La Ansiedad Precompetitiva: Un Freno para Jóvenes Deportistas

Miriam Costa Agudo

Miriam Costa Agudo

Psicóloga especializada en Trastornos de la Conducta Alimentaria y Obesidad. Deportista de Alto Rendimiento y miembro de la Selección Nacional Española de Atletismo. Colaboradora CEPC Madrid.

La mayoría de los deportistas trabajan con una meta en mente, un objetivo, un sueño que cumplir. Tras muchas horas de esfuerzo y dedicación en los entrenamientos, éstos buscan plasmar el trabajo realizado en la competición. Sin embargo, y pese a que el rendimiento en la prueba es el incentivo máximo de un deportista, muchos de ellos tienen miedo a competir. El hecho de enfrentarse a sus rivales, la anticipación de fracaso, y el miedo a no estar a la altura o a no ser capaces de demostrar lo que se espera de ellos muchas veces puede frenar al deportista hasta tal punto de “echar por tierra” el trabajo realizado durante meses.

Ante una circunstancia importante tendemos a manifestar respuestas de ansiedad, nervios, malestar y estrés. Sentir miedo es algo común cuando nos enfrentamos a una “amenaza” o una situación sobre la que tenemos altas expectativas o que tiene una gran relevancia para nosotros. Esto puede expresarse en forma de palpitaciones, dolor de tripa, respiración agitada o pérdida de apetito. Incluso, puede llegar a generarnos una sensación de “bloqueo” e incapacidad para tomar decisiones.

Pese a lo incómodas que puedan parecer estas sensaciones, dichos mecanismos de angustia y aprensión nos preparan para la acción, nos alertan de que estamos ante un evento importante y nos previenen ante cualquier cosa mala que nos pueda suceder. Esto ocurre porque la mente humana experimenta dos tipos de temores: “el miedo objetivo” (a amenazas externas) y el “temor neurótico” (creado por nuestros pensamientos, emociones e interpretaciones).

El miedo a competir es un claro ejemplo del segundo de ellos: el “temor neurótico”, que surge como consecuencia de algunos pensamientos catastrofistas y anticipaciones negativas que surgen de manera automática, y que sin embargo si analizamos en profundidad posteriormente resultan no ser tan aterradores como podíamos pensar a priori. De hecho, dichas interpretaciones generan una serie de síntomas que en ocasiones pueden llegar a impedir que seamos capaces de rendir al 100% en competición.

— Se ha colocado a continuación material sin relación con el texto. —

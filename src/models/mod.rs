//! Timetable domain models.
//!
//! Plain value types handed in by the surrounding catalog layer and the
//! records the schedule commits. None of them hold references to each
//! other; courses name their instructor and rooms by id.
//!
//! # Domain Mappings
//!
//! | u-timetable | University | Training Center | Online Academy |
//! |-------------|------------|-----------------|----------------|
//! | Course | Lecture | Workshop | Live Session |
//! | Instructor | Professor | Trainer | Host |
//! | Resource | Lecture Hall / Lab | Training Room | Virtual Room |
//! | CourseSchedule | Timetable Entry | Booking | Calendar Event |

mod conflict;
mod course;
mod course_schedule;
mod instructor;
mod resource;
mod status;
mod time_slot;

pub use conflict::{ConflictType, ScheduleConflict};
pub use course::{CapacityInfo, Course};
pub use course_schedule::CourseSchedule;
pub use instructor::{Instructor, DEFAULT_MAX_WEEKLY_HOURS};
pub use resource::{Resource, ResourceKind};
pub use status::ScheduleStatus;
pub use time_slot::{day_name, parse_time, TimeSlot};
//! Resource model.
//!
//! Resources are the rooms a course occupies: classrooms, labs, online
//! sessions. Each resource has a capacity, an equipment set, and an
//! optional list of availability windows.

use std::collections::BTreeSet;
use std::hash::{Hash, Hasher};

use serde::{Deserialize, Serialize};

use super::TimeSlot;

/// A bookable room or virtual space.
///
/// Equality and hashing use `id` only.
#[derive(Debug, Clone, Serialize, Deserialize)]
pub struct Resource {
    /// Unique resource identifier.
    pub id: String,
    /// Human-readable name.
    pub name: String,
    /// Resource classification.
    #[serde(default)]
    pub kind: ResourceKind,
    /// Seats available.
    pub capacity: u32,
    /// Equipment tags this resource provides.
    #[serde(default)]
    pub equipment: BTreeSet<String>,
    /// Opening windows. Empty = always available.
    #[serde(default)]
    pub availability: Vec<TimeSlot>,
}

/// Resource classification.
#[derive(Debug, Clone, Copy, Default, PartialEq, Eq, Hash, Serialize, Deserialize)]
#[serde(rename_all = "snake_case")]
pub enum ResourceKind {
    #[default]
    Classroom,
    Laboratory,
    Online,
    Hybrid,
}

impl Resource {
    /// Creates a classroom with the given capacity.
    pub fn new(id: impl Into<String>, capacity: u32) -> Self {
        Self {
            id: id.into(),
            name: String::new(),
            kind: ResourceKind::Classroom,
            capacity,
            equipment: BTreeSet::new(),
            availability: Vec::new(),
        }
    }

    /// Creates a laboratory.
    pub fn laboratory(id: impl Into<String>, capacity: u32) -> Self {
        Self::new(id, capacity).with_kind(ResourceKind::Laboratory)
    }

    /// Sets the resource name.
    pub fn with_name(mut self, name: impl Into<String>) -> Self {
        self.name = name.into();
        self
    }

    /// Sets the classification.
    pub fn with_kind(mut self, kind: ResourceKind) -> Self {
        self.kind = kind;
        self
    }

    /// Adds an equipment tag.
    pub fn with_equipment(mut self, tag: impl Into<String>) -> Self {
        self.equipment.insert(tag.into());
        self
    }

    /// Adds an availability window.
    pub fn with_window(mut self, slot: TimeSlot) -> Self {
        self.availability.push(slot);
        self
    }

    /// Name for messages; falls back to the id.
    pub fn label(&self) -> &str {
        if self.name.is_empty() {
            &self.id
        } else {
            &self.name
        }
    }

    /// Whether `slot` fits entirely inside an opening window.
    ///
    /// Returns `true` if no windows are declared.
    pub fn is_available(&self, slot: &TimeSlot) -> bool {
        self.availability.is_empty() || self.availability.iter().any(|w| w.contains(slot))
    }

    /// Required tags this resource does not provide, in sorted order.
    pub fn missing_equipment<'a>(&self, required: &'a BTreeSet<String>) -> Vec<&'a str> {
        required
            .iter()
            .filter(|tag| !self.equipment.contains(*tag))
            .map(String::as_str)
            .collect()
    }
}

impl PartialEq for Resource {
    fn eq(&self, other: &Self) -> bool {
        self.id == other.id
    }
}

impl Eq for Resource {}

impl Hash for Resource {
    fn hash<H: Hasher>(&self, state: &mut H) {
        self.id.hash(state);
    }
}
//! Course timetabling with constraint validation.
//!
//! Assigns non-conflicting weekly time slots to courses, given instructors
//! and resources (classrooms, labs, online rooms) with availability
//! windows, and keeps a committed schedule consistent under concurrent
//! mutation.
//!
//! # Modules
//!
//! - **`models`**: Domain types: `TimeSlot`, `Instructor`, `Resource`,
//!   `Course`, `CourseSchedule`, `ScheduleStatus`, `ScheduleConflict`
//! - **`validation`**: The ordered hard/soft constraint pipeline
//! - **`schedule`**: The `Schedule` aggregate plus summaries, validation
//!   reports and exports
//! - **`scheduler`**: Pluggable slot strategies (first-fit, seeded
//!   random-fit) and the candidate `SlotGrid`
//! - **`service`**: `SchedulingService`, the lock-guarded façade with
//!   catalog, status machine, enrollment and conflict history
//! - **`config`**, **`notify`**, **`logging`**, **`error`**: ambient plumbing
//!
//! # Example
//!
//! ```
//! use chrono::Weekday;
//! use u_timetable::models::{Course, Instructor, Resource, TimeSlot};
//! use u_timetable::service::SchedulingService;
//!
//! let svc = SchedulingService::default();
//! svc.register_instructor(Instructor::new("I1", "Dr. Smith")).unwrap();
//! svc.register_resource(Resource::new("R1", 30)).unwrap();
//! svc.register_course(Course::new("C1", "Python", "I1").with_capacity(25).with_resource("R1"))
//!     .unwrap();
//!
//! let slot = svc.schedule("C1").unwrap();
//! assert_eq!(slot, TimeSlot::parse(Weekday::Mon, "08:00", "09:00").unwrap());
//! assert!(svc.validation_report().is_valid);
//! ```
//!
//! # References
//!
//! - Schaerf (1999), "A Survey of Automated Timetabling"
//! - Burke & Petrovic (2002), "Recent research directions in automated timetabling"

pub mod config;
pub mod error;
pub mod logging;
pub mod models;
pub mod notify;
pub mod schedule;
pub mod scheduler;
pub mod service;
pub mod validation;

pub use config::EngineConfig;
pub use error::{ErrorKind, Result, ScheduleError};
pub use schedule::Schedule;
pub use service::SchedulingService;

La mejor manera de vencer la ansiedad y las emociones negativas que nos puedan surgir es desactivando el mecanismo de “miedo” tan valioso que tenemos y que nos protege cuando realmente es necesario. Para ello, debemos aprender a interpretar dichas “amenazas” de una forma menos dañina y más racional. 

En primer lugar, debemos destacar que somos lo que nos decimos, por lo tanto es importante que mantengamos un lenguaje interior adecuado, que nos haga sentir bien y que no nos atormente, formulando proposiciones en positivo y eliminando el “NO”, el “NUNCA” y el “SIEMPRE” de nuestras frases, para no anticipar el fracaso y que nuestros pensamientos no se conviertan en “profecías autocumplidas”. Sin embargo, otras veces sufrimos esa ansiedad de forma automática, sin tan siquiera haber recurrido a pensamientos catastrofistas. Esto ocurre, porque hemos automatizado esa forma de actuar. 

Asimismo debemos aprender a percibir con antelación aquellas señales de nuestro cuerpo que nos avisan de ese “miedo anticipatorio”, ya que muchas veces sufrimos sensaciones de ansiedad de forma automática, sin tan siquiera haber recurrido anteriormente a pensamientos catastrofistas.

La psicología cuenta con numerosas herramientas como la respiración diafragmática, la relajación muscular o las técnicas de visualización, que nos ayudan a “bajar las revoluciones” y aprender a gestionar las emociones de una forma diferente. Además, nos puede ayudar a interpretar las situaciones de una forma más adaptativa y ver la competición como una aliada y no como una enemiga. Para ello el trabajo en autoconfianza y determinación es fundamental. ¿Y cómo podemos conseguir esto? Mediante pruebas de realidad (es decir, los entrenamientos) y gracias al hábito. Si conseguimos tener “rutinas sanas” de competición podremos relativizar y disfrutar de ésta, sin angustias ni presiones. Al fin y al cabo la competición debe ser una fuente de gozo y no de sufrimiento para el atleta y el deportista.

Y si alguna vez te has preguntado alguna vez qué hay detrás de esos miedos precompetitivos, yo te responderé: nada. El origen de nuestros temores y nuestras dudas están en nuestra mente. Por ello, tenemos en nuestra mano tanto el poder de crearlos, como el de destruirlos.